This is a key turning point and raises fundamental questions about the future of Turkey not only in NATO but more generally to how it will operate to defend itself and if whether in pursuing its independent course will leave the Southern Tier of Europe and the Southern Flank of NATO open to increasing conventional and hybrid war threats.

In other words, rather than Turkey being part of a comprehensive solution to sorting through the way ahead with regard to Southern Tier security and Southern Flank defense, Turkey is putting in motion the dynamics of change which could well change for a generation how Europe and the United States approach Mediterranean defense and security, and how to deter a growing range of authoritarian powers, of which clearly Erdogan is on the path to join the global trend.

Whether in NATO or not or whether allied with the European Union or not, Turkey is geographical located as it has always been at the critical juncture between the Middle East and Europe. This means that the European Union has worked and will continue to work with Turkey on the question of migrants as part of a broader security challenge.3

With more than three million Syrian refugees in Turkey, these expats have become important potential supporters of the new authoritarianism and also useful currency to negotiate with European nations and the European Union about as well.

Erdogan has openly embraced an agenda based on the greatness of the Ottoman Empire, a mix of religious and nationalist elements. His agenda has met with less than open enthusiasm by players in the region. As Zvi Mazel put it in an op-ed published in the JerusalemPost on August 1, 2019:

Dubbed neo-Ottomanism, a mix of religious and nationalist elements, this agenda led the president to embark on an aggressive foreign policy to assert Turkish domination in the Middle East on the basis of Islam, the common denominator of the region. It failed dismally. Only Qatar, which supports the Brotherhood, is still on friendly terms with him. Saudi Arabia and its Gulf allies, as well as Iraq, mistrust him, and Syria sees him as an enemy. Relations with Egypt were cut following the ouster of Muslim Brotherhood’s President Mohamed Morsi.4

The response of Erdogan to his strategic shift has not been to go back to the previous Turkish strategy of siding with the West, but rather seeking new ways to enhance his flexibility and to leverage that flexibility to tighten his grip on Turkey itself. Combining his policy of leveraging the migrant crisis with deepening his military relationships with 21stcentury authoritarian powers has been his next round of policy innovation.

This approach puts the alliance structures in play in a very significant manner, not just the European Union and NATO but the Gulf Cooperation Council as well. Erdogan is unhinging Turkey to give himself greater strategic flexibility and to find ways to enhance his own control within his own society.

The Russians clearly see an opportunity here. 5

And this Russian challenge is the latest one to operate within NATO Europe itself, but also builds off the gains made by militarily engaging in Syria and building out a permanent military presence in the Eastern Mediterranean.

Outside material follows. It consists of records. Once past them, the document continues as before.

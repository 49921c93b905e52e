//! Chart generation and rendering for the dashboard.
//!
//! This module creates the ECharts visualizations for the summary data:
//! - **Monthly Chart**: grouped bar chart of income vs expense per month
//! - **Category Doughnuts**: one doughnut per transaction type showing the
//!   category breakdown
//!
//! Each chart is generated as JSON configuration for the ECharts library and
//! rendered with corresponding HTML containers and JavaScript initialization
//! code.

use charming::{
    Chart,
    component::{Axis, Grid, Legend, Title},
    element::{
        AxisLabel, AxisPointer, AxisPointerType, AxisType, Color, ItemStyle, JsFunction, Tooltip,
        Trigger,
    },
    series::{Bar, Pie},
};
use maud::{Markup, PreEscaped, html};

use crate::{
    dashboard::aggregation::{CategoryTotal, MONTH_LABELS, Summary},
    html::HeadElement,
};

/// The fixed palette assigned to category chart slices.
///
/// Slices take colors in palette order so a category's color only depends on
/// its position in the breakdown, keeping renders stable.
pub(super) const FIXED_COLORS: [&str; 20] = [
    "#1f77b4", "#ff7f0e", "#2ca02c", "#d62728", "#9467bd", "#8c564b", "#e377c2", "#7f7f7f",
    "#bcbd22", "#17becf", "#4a235a", "#1abc9c", "#c0392b", "#7d3c98", "#2471a3", "#2e4053",
    "#117864", "#b9770e", "#239b56", "#a93226",
];

/// The palette offset for the expense doughnut, so the two doughnuts do not
/// start on the same color.
const EXPENSE_PALETTE_OFFSET: usize = 5;

const INCOME_SERIES_COLOR: &str = "#22c55e";
const EXPENSE_SERIES_COLOR: &str = "#ef4444";

/// A dashboard chart with its HTML container ID and ECharts configuration.
pub(super) struct DashboardChart {
    /// The HTML element ID to use for the chart (kebab-case)
    pub id: &'static str,
    /// The ECharts configuration as a JSON string
    pub options: String,
}

/// Renders the HTML containers for dashboard charts.
pub(super) fn charts_view(charts: &[DashboardChart]) -> Markup {
    html!(
        section
            id="charts"
            class="w-full mx-auto mb-4"
        {
            div class="grid grid-cols-1 xl:grid-cols-2 gap-4"
            {
                @for chart in charts {
                    div
                        id=(chart.id)
                        class="min-h-[380px] rounded dark:bg-gray-100"
                    {}
                }
            }
        }
    )
}

/// Generates JavaScript initialization code for dashboard charts.
///
/// Creates scripts that initialize ECharts instances with dark mode support
/// and responsive resizing.
pub(super) fn charts_script(charts: &[DashboardChart]) -> HeadElement {
    let script_content = charts
        .iter()
        .map(|chart| {
            format!(
                r#"(function() {{
                    const chartDom = document.getElementById("{}");
                    const chart = echarts.init(chartDom);
                    const option = {};
                    chart.setOption(option);

                    window.addEventListener('resize', chart.resize);

                    const darkModeMediaQuery = window.matchMedia('(prefers-color-scheme: dark)');
                    const updateTheme = () => {{
                        const isDarkMode = darkModeMediaQuery.matches;
                        chart.setTheme(isDarkMode ? 'dark' : 'default');
                    }}
                    darkModeMediaQuery.addEventListener('change', updateTheme);
                    updateTheme();
                }})();"#,
                chart.id, chart.options
            )
        })
        .collect::<Vec<_>>()
        .join("\n");

    let wrapped_script = format!(
        "document.addEventListener('DOMContentLoaded', function() {{\n{}\n}});",
        script_content
    );

    HeadElement::ScriptSource(PreEscaped(wrapped_script))
}

/// The grouped bar chart of monthly income vs expense.
pub(super) fn monthly_chart(summary: &Summary) -> Chart {
    let labels: Vec<String> = MONTH_LABELS.iter().map(|label| label.to_string()).collect();

    Chart::new()
        .title(Title::new().text("Monthly Income vs Expense"))
        .tooltip(currency_tooltip())
        .legend(Legend::new().top("bottom"))
        .grid(
            Grid::new()
                .left("3%")
                .right("4%")
                .bottom("10%")
                .contain_label(true),
        )
        .x_axis(Axis::new().type_(AxisType::Category).data(labels))
        .y_axis(
            Axis::new()
                .type_(AxisType::Value)
                .axis_label(AxisLabel::new().formatter(currency_formatter())),
        )
        .series(
            Bar::new()
                .name("Income")
                .item_style(ItemStyle::new().color(INCOME_SERIES_COLOR))
                .data(summary.monthly.income.to_vec()),
        )
        .series(
            Bar::new()
                .name("Expense")
                .item_style(ItemStyle::new().color(EXPENSE_SERIES_COLOR))
                .data(summary.monthly.expense.to_vec()),
        )
}

/// The doughnut chart of income by category.
pub(super) fn income_doughnut_chart(summary: &Summary) -> Chart {
    doughnut_chart("Income by Category", &summary.income_by_category, 0)
}

/// The doughnut chart of expenses by category.
pub(super) fn expense_doughnut_chart(summary: &Summary) -> Chart {
    doughnut_chart(
        "Expense by Category",
        &summary.expense_by_category,
        EXPENSE_PALETTE_OFFSET,
    )
}

fn doughnut_chart(title: &str, breakdown: &[CategoryTotal], palette_offset: usize) -> Chart {
    let data: Vec<(f64, &'static str)> = breakdown
        .iter()
        .map(|entry| (entry.total, entry.category.as_str()))
        .collect();

    Chart::new()
        .title(Title::new().text(title))
        .tooltip(Tooltip::new().trigger(Trigger::Item))
        .legend(Legend::new().top("bottom"))
        .color(
            assign_palette_colors(breakdown.len(), palette_offset)
                .into_iter()
                .map(Color::from)
                .collect(),
        )
        .series(
            Pie::new()
                .name(title.to_owned())
                .radius(vec!["40%", "70%"])
                .data(data),
        )
}

/// Assign `count` slice colors from [FIXED_COLORS], starting at
/// `palette_offset` and wrapping around the palette.
fn assign_palette_colors(count: usize, palette_offset: usize) -> Vec<&'static str> {
    (0..count)
        .map(|index| FIXED_COLORS[(index + palette_offset) % FIXED_COLORS.len()])
        .collect()
}

#[inline]
fn currency_formatter() -> JsFunction {
    JsFunction::new_with_args(
        "number",
        "const currencyFormatter = new Intl.NumberFormat('en-US', {
              style: 'currency',
              currency: 'USD'
            });
            return (number) ? currencyFormatter.format(number) : \"-\";",
    )
}

/// Creates a tooltip configuration for currency values
fn currency_tooltip() -> Tooltip {
    Tooltip::new()
        .trigger(Trigger::Axis)
        .value_formatter(currency_formatter())
        .axis_pointer(AxisPointer::new().type_(AxisPointerType::Shadow))
}

#[cfg(test)]
mod charts_tests {
    use time::macros::date;

    use crate::{
        dashboard::aggregation::aggregate,
        transaction::{Transaction, TransactionType},
        user::UserID,
    };

    use super::{
        FIXED_COLORS, assign_palette_colors, expense_doughnut_chart, income_doughnut_chart,
        monthly_chart,
    };

    fn test_summary() -> crate::dashboard::aggregation::Summary {
        let transactions = vec![
            Transaction {
                id: 1,
                title: "Payday".to_owned(),
                amount: 100.0,
                description: String::new(),
                date: date!(2024 - 01 - 15),
                category: "Salary / Wages".to_owned(),
                transaction_type: TransactionType::Income,
                user_id: UserID::new(1),
            },
            Transaction {
                id: 2,
                title: "Weekly shop".to_owned(),
                amount: 40.0,
                description: String::new(),
                date: date!(2024 - 01 - 20),
                category: "Groceries".to_owned(),
                transaction_type: TransactionType::Expense,
                user_id: UserID::new(1),
            },
        ];

        aggregate(&transactions)
    }

    #[test]
    fn monthly_chart_contains_both_series_and_all_months() {
        let options = monthly_chart(&test_summary()).to_string();

        assert!(options.contains("Income"));
        assert!(options.contains("Expense"));
        assert!(options.contains("Jan"));
        assert!(options.contains("Dec"));
    }

    #[test]
    fn doughnut_charts_contain_only_active_categories() {
        let summary = test_summary();

        let income_options = income_doughnut_chart(&summary).to_string();
        assert!(income_options.contains("Salary / Wages"));
        assert!(!income_options.contains("Groceries"));

        let expense_options = expense_doughnut_chart(&summary).to_string();
        assert!(expense_options.contains("Groceries"));
        assert!(!expense_options.contains("Salary / Wages"));
    }

    #[test]
    fn palette_assignment_wraps_around() {
        let colors = assign_palette_colors(FIXED_COLORS.len() + 2, 5);

        assert_eq!(colors.len(), FIXED_COLORS.len() + 2);
        assert_eq!(colors[0], FIXED_COLORS[5]);
        assert_eq!(colors[FIXED_COLORS.len()], FIXED_COLORS[5]);
        assert_eq!(colors[1], FIXED_COLORS[6]);
    }
}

In his significant book on Erdogan, fittingly entitled The New Sultan, Soner Cagaptay provided an overview of the rise of Erdogan and the significance of that rise to power and his shaping of power in driving a fundamental shift within Turkey itself. And because of fundamental shifts in Turkey, clearly the alliances with which Turkey has historically been part and have been important to the domestic evolution of Turkey itself are in the process of significant change as well.

Unlike previous Turkish leaders, such as Ozal, who saw himself as a conservative Muslim and a Westerner, Erdogan views himself as a conservative Muslim but not a Westerner. Accordingly, he no longer regards NATO as central, seeing it not as a club of nations with shared values, but rather as an outlet where he can purchase security through transactional deals. Whether or not the Turkish leader is the partner that the United States and the EU want, he is the ally they have been dealt at a critical juncture.6

In blunt terms, this means that alliance relationships are in flux in the most vulnerable region within Europe and which poses the most significant challenges to shaping an effective defense and security approach as the challenges of direct defense return to Europe. And unlike during the Soviet period, Turkey is not a stalwart barrier to Russian advances into the region; but at best an interlocutor with the Russians with regard to what and how effective those advances might be in the coming years.

As Cagaptay adds:

In any case, Erdogan’s transactional view of the NATO alliance will limit US ties with Turkey. Erdogan’s dim view of the EU and its liberal-democratic values will endow the EU with even less influence in Turkey. At best, Turkey’s Western allies can hope that the security they provide to Turkey against ISIS, Russia, and the Assad regime will be enough to keep Erdogan on their side. They can also dream that, in Erdogan’s wake, liberals will run Turkey one day, pivoting the country toward its traditional allies in the West—a long-term vision and hope.7

 The Russian Dynamic

With the Western reactions to the seizure of Crimea, Putin was blocked from further incorporation of the “near abroad” directly in the Russian republic.

He certainly has generated continued pressure on the “near abroad” states and is leveraging the turn to the right in new member states in the European Union, like Hungary to position himself for ways to enhance his ability to pressure the European Union states, more generally.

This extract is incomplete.